Menschlichkeit: Bevor Angela Merkel in ihre Rede einsteigt, will sie eine Bemerkung "abseits der politischen Auseinandersetzung" loswerden. Die Kanzlerin übermittelt SPD-Fraktionschef Frank-Walter Steinmeier und seiner Ehefrau Elke Büdenbender nach deren Nierentransplantation ihre "besten Genesungswünsche". Es ist - zugegeben - ein einfacher Punkt in Sachen Menschlichkeit, den sie hier macht. Aber sie macht ihn. Und SPD-Chef Sigmar Gabriel muss der Kanzlerin gleich zu Beginn ihres Auftritts Beifall klatschen - und der Radau, den er zuvor gemacht hat, ist erst einmal verpufft.
Es dürfte Gabriel wurmen, dass er zuvor nicht selbst darauf gekommen ist, seinem Parteifreund öffentlich eine schnelle Gesundung zu wünschen.

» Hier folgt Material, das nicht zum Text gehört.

use gpui::{AppContext, Application, Entity, TitlebarOptions, WindowOptions};
use gpui_component::Root;
use quarkfm_bridge::{
    MessageFromBackend, MessageToBackend,
    api::{FormOutcome, FormRequest},
    config::ServerConfig,
};
use tokio::sync::{mpsc, oneshot};

use crate::entities::{
    classification_entity::ClassificationEntity, navigation_entity::NavigationEntity,
    notification_entity::NotificationEntity, settings_entity::SettingsEntity,
};

pub mod components;
pub mod entities;
pub mod forms;
pub mod notifications;
pub mod routes;
mod views;

#[derive(Clone)]
pub struct BackendBridge {
    pub to_backend: mpsc::Sender<MessageToBackend>,
}

impl BackendBridge {
    async fn send(&self, message: MessageToBackend) -> bool {
        match self.to_backend.send(message).await {
            Ok(()) => true,
            Err(e) => {
                log::error!("Backend is not running, dropped {:?}", e.0);
                false
            }
        }
    }

    async fn request<R>(
        &self,
        message: impl FnOnce(oneshot::Sender<R>) -> MessageToBackend,
    ) -> Option<R> {
        let (reply, response) = oneshot::channel();
        if !self.send(message(reply)).await {
            return None;
        }
        response.await.ok()
    }

    pub async fn request_config(&self) {
        self.send(MessageToBackend::ConfigurationRequest).await;
    }

    pub async fn change_server_url(&self, server_url: String) {
        self.send(MessageToBackend::ChangeServerUrlRequest(server_url))
            .await;
    }

    pub async fn request_server_config(&self) {
        self.send(MessageToBackend::ServerConfigRequest).await;
    }

    /// Asks the server for a folder. Empty when nothing was chosen or the
    /// call failed.
    pub async fn select_folder(&self) -> String {
        self.request(MessageToBackend::BrowseFolderRequest)
            .await
            .unwrap_or_default()
    }

    pub async fn save_server_config(&self, config: ServerConfig) -> FormOutcome {
        self.request(|reply| MessageToBackend::SaveServerConfigRequest { config, reply })
            .await
            .unwrap_or_else(|| Err("backend is not running".to_owned()))
    }

    pub async fn submit_form(&self, request: FormRequest) -> FormOutcome {
        self.request(|reply| MessageToBackend::SubmitFormRequest { request, reply })
            .await
            .unwrap_or_else(|| Err("backend is not running".to_owned()))
    }

    pub async fn scan_files(&self) {
        self.send(MessageToBackend::ScanFilesRequest).await;
    }

    pub async fn watch_classification(&self) {
        self.send(MessageToBackend::WatchClassificationRequest)
            .await;
    }

    pub async fn request_results(&self) {
        self.send(MessageToBackend::ClassificationResultsRequest)
            .await;
    }

    pub async fn adjust_classification(&self, file_id: u32, category_index: usize) {
        self.send(MessageToBackend::AdjustClassificationRequest {
            file_id,
            category_index,
        })
        .await;
    }
}

/// Handles every page needs to talk to the backend and to the shell around
/// it.
#[derive(Clone)]
pub struct Services {
    pub bridge: BackendBridge,
    pub notifications: Entity<NotificationEntity>,
    pub navigation: Entity<NavigationEntity>,
}

pub fn run(
    mut rx: mpsc::Receiver<MessageFromBackend>,
    tx: mpsc::Sender<MessageToBackend>,
) -> anyhow::Result<()> {
    let app = Application::new().with_assets(gpui_component_assets::Assets);

    app.run(move |cx| {
        gpui_component::init(cx);

        let data = entities::DataEntities {
            settings: cx.new(|_| SettingsEntity::default()),
            classification: cx.new(|_| ClassificationEntity::default()),
        };
        let services = Services {
            bridge: BackendBridge {
                to_backend: tx.clone(),
            },
            notifications: cx.new(|_| NotificationEntity::default()),
            navigation: cx.new(|_| NavigationEntity::new(data.settings.clone())),
        };

        let listener_data = data.clone();
        let notifications = services.notifications.clone();
        cx.spawn(async move |cx| {
            while let Some(message) = rx.recv().await {
                log::debug!("Got a message from backend: {message:?}");
                match message {
                    MessageFromBackend::NotificationMessage(notification) => {
                        let _ = notifications.update(cx, |this, cx| this.show(notification, cx));
                    }
                    MessageFromBackend::ConfigurationResponse(config) => {
                        SettingsEntity::update_client(&listener_data.settings, config, cx)
                    }
                    MessageFromBackend::ServerConfigResponse(config) => {
                        SettingsEntity::update_server(&listener_data.settings, config, cx)
                    }
                    MessageFromBackend::ScanSummaryResponse(summary) => {
                        let _ = listener_data
                            .classification
                            .update(cx, |this, cx| this.set_summary(summary, cx));
                    }
                    MessageFromBackend::ClassificationStatusUpdate(status) => {
                        let _ = listener_data
                            .classification
                            .update(cx, |this, cx| this.set_status(status, cx));
                    }
                    MessageFromBackend::ClassificationResultsResponse(results) => {
                        let _ = listener_data
                            .classification
                            .update(cx, |this, cx| this.set_results(results, cx));
                    }
                }
            }
            log::info!("Backend channel closed");
        })
        .detach();

        let bridge = services.bridge.clone();
        cx.spawn(async move |_| bridge.request_config().await)
            .detach();

        let window_options = WindowOptions {
            titlebar: Some(TitlebarOptions {
                title: Some("quarkfm".into()),
                ..Default::default()
            }),
            ..Default::default()
        };
        cx.spawn(async move |cx| {
            cx.open_window(window_options, |window, cx| {
                let view = cx.new(|cx| crate::views::FrontendUi::new(&services, &data, window, cx));
                cx.new(|cx| Root::new(view, window, cx))
            })?;

            Ok::<_, anyhow::Error>(())
        })
        .detach();
    });

    Ok(())
}
//! Application context and message dispatching utilities.
//!
//! The context contains the shared state and provides helpers for sending
//! responses and notifications back to the frontend bridge.

use std::sync::Arc;

use quarkfm_bridge::{
    MessageFromBackend, MessageToBackend,
    notification::{NotificationKind, NotificationMessage},
};
use tokio::sync::mpsc::{Receiver, Sender};

use crate::services;
use crate::state::SharedState;

/// Shared application context passed to services and message handlers.
pub(crate) struct AppContext {
    /// Mutable runtime application state shared across services.
    pub state: SharedState,
    /// Outbound channel to the frontend bridge.
    pub tx: Sender<MessageFromBackend>,
}

impl AppContext {
    /// Read and dispatch messages from the frontend bridge until it closes.
    pub async fn consume_bridge_messages(self: &Arc<Self>, mut rx: Receiver<MessageToBackend>) {
        while let Some(message) = rx.recv().await {
            log::debug!("Got a frontend message: {message:?}");
            self.dispatch_message(message).await;
        }
        log::info!("Frontend bridge closed, stopping backend");
    }

    /// Dispatches the received message from frontend down to individual
    /// service handlers.
    async fn dispatch_message(self: &Arc<Self>, message: MessageToBackend) {
        match message {
            MessageToBackend::ConfigurationRequest => {
                services::config_service::handle_config_request(self.clone()).await;
            }
            MessageToBackend::ChangeServerUrlRequest(server_url) => {
                services::config_service::handle_change_server_url(self.clone(), server_url).await;
            }
            MessageToBackend::ServerConfigRequest => {
                services::config_service::handle_server_config_request(self.clone()).await;
            }
            MessageToBackend::SaveServerConfigRequest { config, reply } => {
                services::config_service::handle_save_server_config(self.clone(), config, reply)
                    .await;
            }
            MessageToBackend::BrowseFolderRequest(reply) => {
                services::files_service::handle_browse_folder_request(self.clone(), reply).await;
            }
            MessageToBackend::ScanFilesRequest => {
                services::files_service::handle_scan_files_request(self.clone()).await;
            }
            MessageToBackend::SubmitFormRequest { request, reply } => {
                services::form_service::handle_submit_form_request(self.clone(), request, reply)
                    .await;
            }
            MessageToBackend::WatchClassificationRequest => {
                services::classify_service::handle_watch_classification_request(self.clone())
                    .await;
            }
            MessageToBackend::ClassificationResultsRequest => {
                services::classify_service::handle_results_request(self.clone()).await;
            }
            MessageToBackend::AdjustClassificationRequest {
                file_id,
                category_index,
            } => {
                services::classify_service::handle_adjust_request(
                    self.clone(),
                    file_id,
                    category_index,
                )
                .await;
            }
        }
    }

    /// Send a message to the frontend bridge. A closed bridge means the window
    /// is gone, so the message is dropped.
    pub async fn send(&self, message: MessageFromBackend) {
        if let Err(e) = self.tx.send(message).await {
            log::warn!("Dropping message for closed frontend: {:?}", e.0);
        }
    }

    /// Send a notification message to the frontend bridge.
    pub async fn send_notification(&self, kind: NotificationKind, content: impl Into<String>) {
        self.send(MessageFromBackend::NotificationMessage(
            NotificationMessage::new(kind, content),
        ))
        .await;
    }
}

Dumm nur für Merkel, dass einige FDP-Abgeordnete ausladend und breit grinsend Beifall klatschen. Man sieht ihnen an, dass sie sich mehr über Gabriels Ärger als über Steinmeiers Genesung freuen.
Stuttgart 21: Ungewöhnlich offensiv verteidigt die Kanzlerin das umstrittene Bahnhofsprojekt "Stuttgart 21". Das bekommen Grüne und SPD beide zu spüren - Merkel unterstellt ihnen Verlogenheit. "Die Grünen sind immer für die Stärkung der Schiene", ruft sie Trittin und Co. zu. "Aber wenn's dann mal um einen neuen Bahnhof geht, sind sie natürlich dagegen." In Berlin hätten die Grünen der neuen Nord-Süd-Verbindung übrigens zugestimmt, merkt sie noch an.
Und die Sozialdemokraten? Die seien über Jahre für "Stuttgart 21" gewesen. "Und jetzt, wo man ein bisschen dafür kämpfen muss, da fangen sie an, dagegen zu sein." Die Botschaft ist klar: Ihr hängt euer Fähnchen nach dem Wind. Diese "Art von Standhaftigkeit" aber könne das Land nicht gebrauchen.
Ressentiments: Lange und staatstragend hat Sigmar Gabriel vor Merkel über die Gefahr gesprochen, mit Ressentiments Politik zu machen. Die Kanzlerin gibt ihm Recht - und entlarvt ihn dann. Schließlich habe der SPD-Chef gerade selbst gegen seinen moralischen Appell verstoßen, als er in seiner Rede das von der schwarz-gelben Koalition für 2013 geplante Betreuungsgeld mehrfach als "Herdprämie" bezeichnet. Den Begriff hatten Sprachwissenschaftler schon 2007 zum Unwort des Jahres gekürt.